• _PROBLEM DETAILS_
Only the lines from the top of the following listing through the line with "use cloudsolver_content::domain::npc::NpcProfile;" belong in your answer, exactly as written.

------------------------------------

//! The hint resolver.
//!
//! [`HintResolver::resolve`] always returns a usable [`Hint`]. The remote
//! advisory call is bounded by [`HintResolverConfig::timeout`]; a timeout,
//! transport error, non-success status or malformed payload all degrade to
//! the local fallback. Degradation is only visible as
//! `Hint.source == HintSource::Fallback` and a `warn!` event.
//!
//! The per-question hint allowance is not enforced here.

use std::sync::Arc;
use std::time::Duration;

use cloudsolver_content::domain::npc::NpcProfile;
use cloudsolver_content::domain::roster::NpcRoster;
use cloudsolver_core::advisory::{AdvisoryError, AdvisoryRequest, AdvisoryResponse, AdvisoryService};
use cloudsolver_core::rng::SharedRng;
use cloudsolver_scoring::domain::question::Question;
use tracing::{debug, instrument, warn};

use crate::domain::fallback::{fallback_body, phrase_hint};
use crate::domain::hint::{Hint, HintSource, clamp_hint_level};

/// Resolver tunables.
#[derive(Debug, Clone, Copy, PartialEq, Eq)]
pub struct HintResolverConfig {
    /// Budget for a single remote advisory call.
    pub timeout: Duration,
}

impl Default for HintResolverConfig {
    fn default() -> Self {
        Self {
            timeout: Duration::from_secs(3),
        }
    }
}

/// Resolves hints, preferring the remote advisory service.
#[derive(Clone)]
pub struct HintResolver {
    advisory: Arc<dyn AdvisoryService>,
    roster: Arc<NpcRoster>,
    rng: SharedRng,
    config: HintResolverConfig,
}

impl std::fmt::Debug for HintResolver {
    fn fmt(&self, f: &mut std::fmt::Formatter<'_>) -> std::fmt::Result {
        f.debug_struct("HintResolver")
            .field("config", &self.config)
            .finish_non_exhaustive()
    }
}

impl HintResolver {
    /// Creates a resolver.
    #[must_use]
    pub fn new(
        advisory: Arc<dyn AdvisoryService>,
        roster: Arc<NpcRoster>,
        rng: SharedRng,
        config: HintResolverConfig,
    ) -> Self {
        Self {
            advisory,
            roster,
            rng,
            config,
        }
    }

    /// The resolver's configuration.
    #[must_use]
    pub fn config(&self) -> &HintResolverConfig {
        &self.config
    }

    /// Resolves a hint for `question` as delivered by `npc_id`.
    ///
    /// `hint_level` is clamped into `1..=3`. An unknown NPC still gets a hint,
    /// just without personality phrasing.
    #[instrument(skip(self, question), fields(question_id = %question.id))]
    pub async fn resolve(&self, question: &Question, npc_id: &str, hint_level: u8) -> Hint {
        let level = clamp_hint_level(hint_level);
        let npc = self.roster.get(npc_id);
        let request = AdvisoryRequest {
            category: question.category.clone(),
            difficulty: question.difficulty.as_str().to_owned(),
            scenario: question.scenario.clone(),
            question: question.prompt.clone(),
            npc_id: npc_id.to_owned(),
            hint_level: level,
        };

        match self.fetch_remote(&request).await {
            Ok(response) => {
                let text = response.hint.trim().to_owned();
                let display_message = if response.message.trim().is_empty() {
                    self.phrase(npc, &text)
                } else {
                    response.message.trim().to_owned()
                };
                debug!(source = "remote", hint_level = level, "hint resolved");
                Hint {
                    text,
                    display_message,
                    source: HintSource::Remote,
                    hint_level: level,
                    npc_id: npc_id.to_owned(),
                }
            }
            Err(e) => {
                warn!(
                    error = %e,
                    source = "fallback",
                    hint_level = level,
                    "hint resolution degraded"
                );
                let body = fallback_body(&question.category, level);
                Hint {
                    text: body.to_owned(),
                    display_message: self.phrase(npc, body),
                    source: HintSource::Fallback,
                    hint_level: level,
                    npc_id: npc_id.to_owned(),
                }
            }
        }
    }

    async fn fetch_remote(
        &self,
        request: &AdvisoryRequest,
    ) -> Result<AdvisoryResponse, AdvisoryError> {
        let response = tokio::time::timeout(self.config.timeout, self.advisory.advise(request))
            .await
            .map_err(|_| AdvisoryError::Timeout)??;
        if response.hint.trim().is_empty() {
            return Err(AdvisoryError::Malformed("empty hint".into()));
        }
        Ok(response)
    }

    fn phrase(&self, npc: Option<&NpcProfile>, body: &str) -> String {
        match self.rng.lock() {
            Ok(mut rng) => phrase_hint(npc, body, &mut *rng),
            Err(_) => body.to_owned(),
        }
    }
}
//! Domain model for dialogue sessions.

pub mod config;
pub mod events;
pub mod phase;
pub mod summary;
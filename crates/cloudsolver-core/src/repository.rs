//! Progress repository abstraction.
//!
//! The engine treats persistence as a plain get/set of a player's progression
//! snapshot. No transactional guarantees are assumed beyond last-write-wins.

use async_trait::async_trait;
use chrono::{DateTime, Utc};
use uuid::Uuid;

use crate::error::DomainError;

/// Stored representation of a player's progression snapshot.
#[derive(Debug, Clone, PartialEq)]
pub struct StoredProgress {
    /// The player the snapshot belongs to.
    pub player_id: Uuid,
    /// Serialized progression snapshot.
    pub snapshot: serde_json::Value,
    /// When the snapshot was written.
    pub saved_at: DateTime<Utc>,
}

/// Repository trait for loading and saving progression snapshots.
#[async_trait]
pub trait ProgressRepository: Send + Sync {
    /// Load the latest snapshot for a player, or `None` if the player has
    /// never been saved.
    async fn load(&self, player_id: Uuid) -> Result<Option<StoredProgress>, DomainError>;

    /// Save a snapshot, replacing any previous one for the same player.
    async fn save(&self, progress: &StoredProgress) -> Result<(), DomainError>;

    /// The `limit` highest-scoring snapshots, ordered by the snapshot's
    /// `total_score` descending and then by player id. A snapshot without a
    /// readable `total_score` counts as zero.
    async fn top_scores(&self, limit: usize) -> Result<Vec<StoredProgress>, DomainError>;

    /// How a `total_score` compares against every stored snapshot.
    async fn standing(&self, total_score: u64) -> Result<ScoreStanding, DomainError>;
}

/// Position of a score among all stored snapshots.
#[derive(Debug, Clone, Copy, PartialEq, Eq, Default)]
pub struct ScoreStanding {
    /// Snapshots with a strictly higher `total_score`.
    pub higher_scores: u64,
    /// Snapshots stored in total.
    pub participants: u64,
}

/// Reads the `total_score` field of a stored snapshot, treating anything
/// missing or malformed as zero.
#[must_use]
pub fn snapshot_total_score(snapshot: &serde_json::Value) -> u64 {
    snapshot
        .get("total_score")
        .and_then(serde_json::Value::as_u64)
        .unwrap_or(0)
}

/// Orders snapshots the way [`ProgressRepository::top_scores`] does.
pub fn rank_by_total_score(snapshots: &mut [StoredProgress]) {
    snapshots.sort_by(|a, b| {
        snapshot_total_score(&b.snapshot)
            .cmp(&snapshot_total_score(&a.snapshot))
            .then_with(|| a.player_id.cmp(&b.player_id))
    });
}

#[cfg(test)]
mod tests {
    use chrono::DateTime;
    use serde_json::json;

    use super::*;

    fn stored(player_id: Uuid, snapshot: serde_json::Value) -> StoredProgress {
        StoredProgress {
            player_id,
            snapshot,
            saved_at: DateTime::<Utc>::UNIX_EPOCH,
        }
    }

    #[test]
    fn test_rank_by_total_score_orders_descending_then_by_player() {
        // Arrange
        let low = Uuid::from_u128(1);
        let tied_a = Uuid::from_u128(2);
        let tied_b = Uuid::from_u128(3);
        let broken = Uuid::from_u128(4);
        let mut snapshots = vec![
            stored(tied_b, json!({"total_score": 800})),
            stored(broken, json!({"total_score": "lots"})),
            stored(low, json!({"total_score": 10})),
            stored(tied_a, json!({"total_score": 800})),
        ];

        // Act
        rank_by_total_score(&mut snapshots);

        // Assert
        let order: Vec<Uuid> = snapshots.iter().map(|s| s.player_id).collect();
        assert_eq!(order, vec![tied_a, tied_b, low, broken]);
    }

    #[test]
    fn test_snapshot_total_score_defaults_to_zero() {
        assert_eq!(snapshot_total_score(&json!({"total_score": 42})), 42);
        assert_eq!(snapshot_total_score(&json!({})), 0);
        assert_eq!(snapshot_total_score(&json!({"total_score": -5})), 0);
    }
}
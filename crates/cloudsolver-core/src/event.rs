//! Engine event abstractions.
//!
//! The engine never renders anything itself; it emits discrete events that a
//! presentation layer subscribes to. Each event carries [`EventMetadata`] so
//! a subscriber can order, correlate and deduplicate them.

use chrono::{DateTime, Utc};
use serde::{Deserialize, Serialize};
use uuid::Uuid;

/// Metadata attached to every emitted event.
#[derive(Debug, Clone, PartialEq, Eq, Serialize, Deserialize)]
pub struct EventMetadata {
    /// Unique event identifier.
    pub event_id: Uuid,
    /// Type name for routing on the subscriber side.
    pub event_type: String,
    /// The session (or command) this event belongs to.
    pub correlation_id: Uuid,
    /// Monotonically increasing position within the emitting session.
    pub sequence_number: u64,
    /// Timestamp of event creation.
    pub occurred_at: DateTime<Utc>,
}

/// Trait that all engine events implement.
pub trait DomainEvent: Send + Sync + std::fmt::Debug {
    /// Returns the event type name (used for serialization routing).
    fn event_type(&self) -> &'static str;

    /// Serializes the event payload to JSON.
    fn to_payload(&self) -> serde_json::Value;

    /// Returns the metadata for this event.
    fn metadata(&self) -> &EventMetadata;
}
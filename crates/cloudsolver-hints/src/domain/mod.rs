//! Domain model for hints.

pub mod fallback;
pub mod hint;
pub mod offer;
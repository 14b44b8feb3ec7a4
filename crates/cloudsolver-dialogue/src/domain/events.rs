//! Presentation events emitted by a dialogue session.

use cloudsolver_core::event::{DomainEvent, EventMetadata};
use cloudsolver_hints::domain::hint::Hint;
use cloudsolver_progression::domain::achievements::AchievementId;
use cloudsolver_scoring::domain::score::ScoreResult;
use serde::{Deserialize, Serialize};

use super::summary::SessionSummary;

/// Emitted as a line is typed out. The final event for a line carries the
/// full text with `is_complete` set.
#[derive(Debug, Clone, PartialEq, Eq, Serialize, Deserialize)]
pub struct LineRevealed {
    /// Text revealed so far.
    pub text: String,
    /// Whether the whole line is now visible.
    pub is_complete: bool,
}

/// Emitted when a question is handed to the session.
#[derive(Debug, Clone, PartialEq, Eq, Serialize, Deserialize)]
pub struct QuestionPresented {
    /// The question.
    pub question_id: String,
    /// Seconds on the clock.
    pub time_limit_secs: u32,
}

/// Emitted when a hint has been resolved, before it is typed out.
#[derive(Debug, Clone, PartialEq, Eq, Serialize, Deserialize)]
pub struct HintShown {
    /// The resolved hint.
    pub hint: Hint,
}

/// Emitted when an answer has been scored.
#[derive(Debug, Clone, PartialEq, Serialize, Deserialize)]
pub struct ScoreComputed {
    /// The score breakdown.
    pub result: ScoreResult,
}

/// Emitted when the player levels up.
#[derive(Debug, Clone, PartialEq, Eq, Serialize, Deserialize)]
pub struct LevelChanged {
    /// Level before the answer.
    pub previous_level: u32,
    /// Level after the answer.
    pub new_level: u32,
}

/// Emitted when an answer unlocks achievements.
#[derive(Debug, Clone, PartialEq, Eq, Serialize, Deserialize)]
pub struct AchievementsUnlocked {
    /// Newly unlocked achievements in declaration order.
    pub achievements: Vec<AchievementId>,
}

/// Emitted once per question timer tick.
#[derive(Debug, Clone, PartialEq, Eq, Serialize, Deserialize)]
pub struct TimerTicked {
    /// Whole seconds left.
    pub remaining_secs: u32,
}

/// Emitted once when the session ends.
#[derive(Debug, Clone, PartialEq, Serialize, Deserialize)]
pub struct SessionClosed {
    /// Totals for the whole session.
    pub summary: SessionSummary,
}

/// Event payload variants for a dialogue session.
#[derive(Debug, Clone, PartialEq, Serialize, Deserialize)]
pub enum PresentationEventKind {
    /// Part or all of a line is visible.
    LineRevealed(LineRevealed),
    /// A question is open.
    QuestionPresented(QuestionPresented),
    /// A hint was resolved.
    HintShown(HintShown),
    /// An answer was scored.
    ScoreComputed(ScoreComputed),
    /// The player levelled up.
    LevelChanged(LevelChanged),
    /// Achievements were unlocked.
    AchievementsUnlocked(AchievementsUnlocked),
    /// The question timer ticked.
    TimerTicked(TimerTicked),
    /// The session ended.
    SessionClosed(SessionClosed),
}

impl PresentationEventKind {
    /// Routing name for this payload.
    #[must_use]
    pub fn event_type(&self) -> &'static str {
        match self {
            Self::LineRevealed(_) => "dialogue.line_revealed",
            Self::QuestionPresented(_) => "dialogue.question_presented",
            Self::HintShown(_) => "dialogue.hint_shown",
            Self::ScoreComputed(_) => "dialogue.score_computed",
            Self::LevelChanged(_) => "dialogue.level_changed",
            Self::AchievementsUnlocked(_) => "dialogue.achievements_unlocked",
            Self::TimerTicked(_) => "dialogue.timer_ticked",
            Self::SessionClosed(_) => "dialogue.session_closed",
        }
    }
}

/// Presentation event envelope.
#[derive(Debug, Clone, PartialEq)]
pub struct PresentationEvent {
    /// Event metadata.
    pub metadata: EventMetadata,
    /// Event-specific payload.
    pub kind: PresentationEventKind,
}

impl DomainEvent for PresentationEvent {
    fn event_type(&self) -> &'static str {
        self.kind.event_type()
    }

    fn to_payload(&self) -> serde_json::Value {
        serde_json::to_value(&self.kind).unwrap_or(serde_json::Value::Null)
    }

    fn metadata(&self) -> &EventMetadata {
        &self.metadata
    }
}
//! Per-question countdown.

use std::sync::Arc;
use std::sync::atomic::{AtomicU32, Ordering};
use std::time::Duration;

use tokio::task::JoinHandle;
use tokio::time::{Instant, interval_at};

/// Counts a question's time limit down one tick at a time on its own task.
///
/// `on_tick` receives the seconds left after each tick; `on_expire` runs once
/// after the tick that reaches zero. Dropping the timer stops it.
#[derive(Debug)]
pub struct QuestionTimer {
    remaining: Arc<AtomicU32>,
    handle: JoinHandle<()>,
}

impl QuestionTimer {
    /// Starts counting down from `limit_secs`.
    pub(crate) fn spawn<T, E>(limit_secs: u32, tick: Duration, on_tick: T, on_expire: E) -> Self
    where
        T: Fn(u32) + Send + 'static,
        E: FnOnce() + Send + 'static,
    {
        let remaining = Arc::new(AtomicU32::new(limit_secs));
        let counter = Arc::clone(&remaining);
        let handle = tokio::spawn(async move {
            let mut ticks = interval_at(Instant::now() + tick, tick);
            loop {
                if counter.load(Ordering::SeqCst) == 0 {
                    break;
                }
                ticks.tick().await;
                let left = counter.fetch_sub(1, Ordering::SeqCst).saturating_sub(1);
                on_tick(left);
                if left == 0 {
                    break;
                }
            }
            on_expire();
        });
        Self { remaining, handle }
    }

    /// Seconds left on the clock.
    #[must_use]
    pub fn remaining_secs(&self) -> u32 {
        self.remaining.load(Ordering::SeqCst)
    }

    /// Stops the countdown. `on_expire` will not run afterwards unless it is
    /// already running.
    pub fn stop(&self) {
        self.handle.abort();
    }
}

impl Drop for QuestionTimer {
    fn drop(&mut self) {
        self.handle.abort();
    }
}

#[cfg(test)]
mod tests {
    use std::sync::Mutex;
    use std::sync::atomic::AtomicBool;

    use super::*;

    #[tokio::test(start_paused = true)]
    async fn test_counts_down_and_expires() {
        // Arrange
        let ticks = Arc::new(Mutex::new(Vec::new()));
        let expired = Arc::new(AtomicBool::new(false));
        let (t, e) = (Arc::clone(&ticks), Arc::clone(&expired));

        // Act
        let timer = QuestionTimer::spawn(
            3,
            Duration::from_secs(1),
            move |left| t.lock().unwrap().push(left),
            move || e.store(true, Ordering::SeqCst),
        );
        tokio::time::sleep(Duration::from_millis(3500)).await;

        // Assert
        assert_eq!(*ticks.lock().unwrap(), vec![2, 1, 0]);
        assert!(expired.load(Ordering::SeqCst));
        assert_eq!(timer.remaining_secs(), 0);
    }

    #[tokio::test(start_paused = true)]
    async fn test_stop_prevents_expiry() {
        let expired = Arc::new(AtomicBool::new(false));
        let e = Arc::clone(&expired);
        let timer = QuestionTimer::spawn(2, Duration::from_secs(1), |_| {}, move || {
            e.store(true, Ordering::SeqCst);
        });

        tokio::time::sleep(Duration::from_millis(1500)).await;
        timer.stop();
        tokio::time::sleep(Duration::from_secs(5)).await;

        assert_eq!(timer.remaining_secs(), 1);
        assert!(!expired.load(Ordering::SeqCst));
    }
}
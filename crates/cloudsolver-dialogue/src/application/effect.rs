//! Cancellable typed-text effect.
//!
//! A [`TypedEffect`] reveals one line a character at a time on its own task,
//! sleeping `char_interval` between characters. Each sleep is a cancellation
//! point: `skip` finishes the line at once, `halt` stops it without revealing
//! anything further. Either signal is terminal for that effect.

use std::sync::atomic::{AtomicU64, Ordering};
use std::sync::{Arc, Mutex, MutexGuard, PoisonError};
use std::time::Duration;

use tokio::sync::{Notify, watch};
use tokio::task::JoinHandle;
use tracing::debug;

use super::sink::EventEmitter;
use crate::domain::events::{LineRevealed, PresentationEventKind};

/// How an effect ended.
#[derive(Debug, Clone, Copy, PartialEq, Eq)]
pub enum EffectOutcome {
    /// Every character was revealed on schedule.
    Completed,
    /// The rest of the line was revealed at once.
    Skipped,
    /// Stopped without revealing the rest of the line.
    Halted,
}

#[derive(Debug, Clone, Copy, PartialEq, Eq)]
enum Signal {
    Running,
    SkipRequested,
    Halted,
    Finished,
}

struct EffectControl {
    signal: Mutex<Signal>,
    notify: Notify,
}

impl EffectControl {
    // Events are emitted while this guard is held, so once `halt` returns the
    // task can no longer reveal anything.
    fn lock(&self) -> MutexGuard<'_, Signal> {
        self.signal.lock().unwrap_or_else(PoisonError::into_inner)
    }
}

static NEXT_EFFECT_ID: AtomicU64 = AtomicU64::new(1);

/// Handle to a running typed-text effect.
pub struct TypedEffect {
    id: u64,
    text: String,
    control: Arc<EffectControl>,
    done: watch::Receiver<bool>,
    handle: JoinHandle<()>,
}

impl std::fmt::Debug for TypedEffect {
    fn fmt(&self, f: &mut std::fmt::Formatter<'_>) -> std::fmt::Result {
        f.debug_struct("TypedEffect")
            .field("id", &self.id)
            .field("text", &self.text)
            .finish_non_exhaustive()
    }
}

impl TypedEffect {
    /// Starts revealing `text`. `on_finish` receives the effect id and outcome
    /// on the effect's task once the line is fully shown or the effect is
    /// halted; it does not run if the task is aborted first.
    pub(crate) fn spawn<F>(
        text: String,
        char_interval: Duration,
        emitter: Arc<EventEmitter>,
        on_finish: F,
    ) -> Self
    where
        F: FnOnce(u64, EffectOutcome) + Send + 'static,
    {
        let id = NEXT_EFFECT_ID.fetch_add(1, Ordering::Relaxed);
        let control = Arc::new(EffectControl {
            signal: Mutex::new(Signal::Running),
            notify: Notify::new(),
        });
        let (done_tx, done) = watch::channel(false);

        let task_control = Arc::clone(&control);
        let task_text = text.clone();
        let handle = tokio::spawn(async move {
            let outcome = reveal(&task_text, char_interval, &task_control, &emitter).await;
            debug!(effect_id = id, ?outcome, "typed effect finished");
            on_finish(id, outcome);
            let _ = done_tx.send(true);
        });

        Self {
            id,
            text,
            control,
            done,
            handle,
        }
    }

    /// Process-unique effect identifier.
    #[must_use]
    pub fn id(&self) -> u64 {
        self.id
    }

    /// The full line.
    #[must_use]
    pub fn text(&self) -> &str {
        &self.text
    }

    /// Asks the effect to reveal the rest of its line now. Returns `false` if
    /// it has already finished or been halted.
    pub fn skip(&self) -> bool {
        let mut signal = self.control.lock();
        if *signal != Signal::Running {
            return false;
        }
        *signal = Signal::SkipRequested;
        drop(signal);
        self.control.notify.notify_one();
        true
    }

    /// Reveals the rest of the line from the calling thread and stops the
    /// task. Returns `false` if the line had already been fully revealed or
    /// the effect was halted.
    pub(crate) fn complete_now(&self, emitter: &EventEmitter) -> bool {
        let mut signal = self.control.lock();
        if matches!(*signal, Signal::Halted | Signal::Finished) {
            return false;
        }
        emitter.emit(line(&self.text, true));
        *signal = Signal::Halted;
        drop(signal);
        self.control.notify.notify_one();
        true
    }

    /// Stops the effect without revealing anything further.
    pub fn halt(&self) {
        let mut signal = self.control.lock();
        if *signal != Signal::Finished {
            *signal = Signal::Halted;
        }
        drop(signal);
        self.control.notify.notify_one();
        self.handle.abort();
    }

    /// A receiver that flips to `true` once the effect's task has finished.
    /// The sender is dropped if the task is aborted.
    pub(crate) fn waiter(&self) -> watch::Receiver<bool> {
        self.done.clone()
    }
}

/// Waits on a receiver from [`TypedEffect::waiter`].
pub(crate) async fn wait_done(mut done: watch::Receiver<bool>) {
    // A closed channel means the task is gone.
    let _ = done.wait_for(|finished| *finished).await;
}

fn line(text: &str, is_complete: bool) -> PresentationEventKind {
    PresentationEventKind::LineRevealed(LineRevealed {
        text: text.to_owned(),
        is_complete,
    })
}

async fn reveal(
    text: &str,
    char_interval: Duration,
    control: &EffectControl,
    emitter: &EventEmitter,
) -> EffectOutcome {
    let chars: Vec<char> = text.chars().collect();
    let mut revealed = String::with_capacity(text.len());
    let mut shown = 0usize;

    loop {
        {
            let mut signal = control.lock();
            match *signal {
                Signal::Halted | Signal::Finished => return EffectOutcome::Halted,
                Signal::SkipRequested => {
                    emitter.emit(line(text, true));
                    *signal = Signal::Finished;
                    return EffectOutcome::Skipped;
                }
                Signal::Running if chars.is_empty() => {
                    emitter.emit(line(text, true));
                    *signal = Signal::Finished;
                    return EffectOutcome::Completed;
                }
                Signal::Running => {}
            }
        }

        tokio::select! {
            () = tokio::time::sleep(char_interval) => {}
            () = control.notify.notified() => continue,
        }

        let mut signal = control.lock();
        if *signal != Signal::Running {
            continue;
        }
        revealed.push(chars[shown]);
        shown += 1;
        let is_complete = shown == chars.len();
        emitter.emit(line(&revealed, is_complete));
        if is_complete {
            *signal = Signal::Finished;
            return EffectOutcome::Completed;
        }
    }
}

#[cfg(test)]
mod tests {
    use std::sync::Mutex as StdMutex;

    use chrono::Utc;
    use cloudsolver_test_support::FixedClock;
    use tokio::sync::mpsc::UnboundedReceiver;
    use uuid::Uuid;

    use super::*;
    use crate::application::sink::ChannelEventSink;
    use crate::domain::events::PresentationEvent;

    fn emitter() -> (Arc<EventEmitter>, UnboundedReceiver<PresentationEvent>) {
        let (sink, rx) = ChannelEventSink::new();
        let emitter = EventEmitter::new(
            Arc::new(sink),
            Arc::new(FixedClock(Utc::now())),
            Uuid::new_v4(),
        );
        (Arc::new(emitter), rx)
    }

    fn lines(rx: &mut UnboundedReceiver<PresentationEvent>) -> Vec<LineRevealed> {
        let mut out = Vec::new();
        while let Ok(event) = rx.try_recv() {
            if let PresentationEventKind::LineRevealed(line) = event.kind {
                out.push(line);
            }
        }
        out
    }

    fn recording() -> (
        Arc<StdMutex<Vec<EffectOutcome>>>,
        impl FnOnce(u64, EffectOutcome) + Send + 'static,
    ) {
        let outcomes = Arc::new(StdMutex::new(Vec::new()));
        let sink = Arc::clone(&outcomes);
        (outcomes, move |_id, o| sink.lock().unwrap().push(o))
    }

    #[tokio::test(start_paused = true)]
    async fn test_reveals_one_character_per_interval() {
        // Arrange
        let (emitter, mut rx) = emitter();
        let (outcomes, on_finish) = recording();

        // Act
        let effect =
            TypedEffect::spawn("Hey!".to_owned(), Duration::from_millis(30), emitter, on_finish);
        wait_done(effect.waiter()).await;

        // Assert
        let revealed = lines(&mut rx);
        let texts: Vec<&str> = revealed.iter().map(|l| l.text.as_str()).collect();
        assert_eq!(texts, vec!["H", "He", "Hey", "Hey!"]);
        assert!(revealed[..3].iter().all(|l| !l.is_complete));
        assert!(revealed[3].is_complete);
        assert_eq!(*outcomes.lock().unwrap(), vec![EffectOutcome::Completed]);
    }

    #[tokio::test(start_paused = true)]
    async fn test_skip_reveals_full_line_without_waiting() {
        // Arrange
        let (emitter, mut rx) = emitter();
        let (outcomes, on_finish) = recording();
        let effect = TypedEffect::spawn(
            "A rather long line of dialogue.".to_owned(),
            Duration::from_secs(10),
            emitter,
            on_finish,
        );
        let started = tokio::time::Instant::now();

        // Act
        assert!(effect.skip());
        wait_done(effect.waiter()).await;

        // Assert
        assert!(started.elapsed() < Duration::from_secs(10));
        let revealed = lines(&mut rx);
        assert_eq!(revealed.len(), 1);
        assert_eq!(revealed[0].text, "A rather long line of dialogue.");
        assert!(revealed[0].is_complete);
        assert_eq!(*outcomes.lock().unwrap(), vec![EffectOutcome::Skipped]);
        assert!(!effect.skip());
    }

    #[tokio::test(start_paused = true)]
    async fn test_halt_stops_without_revealing_rest() {
        // Arrange
        let (emitter, mut rx) = emitter();
        let (outcomes, on_finish) = recording();
        let effect =
            TypedEffect::spawn("Goodbye".to_owned(), Duration::from_millis(30), emitter, on_finish);
        tokio::time::sleep(Duration::from_millis(65)).await;

        // Act
        effect.halt();
        wait_done(effect.waiter()).await;
        tokio::time::sleep(Duration::from_secs(1)).await;

        // Assert
        let revealed = lines(&mut rx);
        assert!(revealed.len() < "Goodbye".len());
        assert!(revealed.iter().all(|l| !l.is_complete));
        assert!(outcomes.lock().unwrap().iter().all(|o| *o == EffectOutcome::Halted));
    }

    #[tokio::test(start_paused = true)]
    async fn test_complete_now_emits_full_line_once() {
        let (emitter, mut rx) = emitter();
        let (_outcomes, on_finish) = recording();
        let effect = TypedEffect::spawn(
            "Hint text".to_owned(),
            Duration::from_secs(1),
            Arc::clone(&emitter),
            on_finish,
        );

        assert!(effect.complete_now(&emitter));
        assert!(!effect.complete_now(&emitter));
        wait_done(effect.waiter()).await;

        let revealed = lines(&mut rx);
        assert_eq!(revealed.len(), 1);
        assert_eq!(revealed[0].text, "Hint text");
        assert!(revealed[0].is_complete);
    }

    #[tokio::test(start_paused = true)]
    async fn test_empty_line_completes_immediately() {
        let (emitter, mut rx) = emitter();
        let (outcomes, on_finish) = recording();

        let effect =
            TypedEffect::spawn(String::new(), Duration::from_millis(30), emitter, on_finish);
        wait_done(effect.waiter()).await;

        let revealed = lines(&mut rx);
        assert_eq!(revealed.len(), 1);
        assert!(revealed[0].is_complete);
        assert_eq!(*outcomes.lock().unwrap(), vec![EffectOutcome::Completed]);
    }
}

------------------------------------

• _EXERCISE SOLUTION_
//! The hint resolver.
//!
//! [`HintResolver::resolve`] always returns a usable [`Hint`]. The remote
//! advisory call is bounded by [`HintResolverConfig::timeout`]; a timeout,
//! transport error, non-success status or malformed payload all degrade to
//! the local fallback. Degradation is only visible as
//! `Hint.source == HintSource::Fallback` and a `warn!` event.
//!
//! The per-question hint allowance is not enforced here.

use std::sync::Arc;
use std::time::Duration;

use cloudsolver_content::domain::npc::NpcProfile;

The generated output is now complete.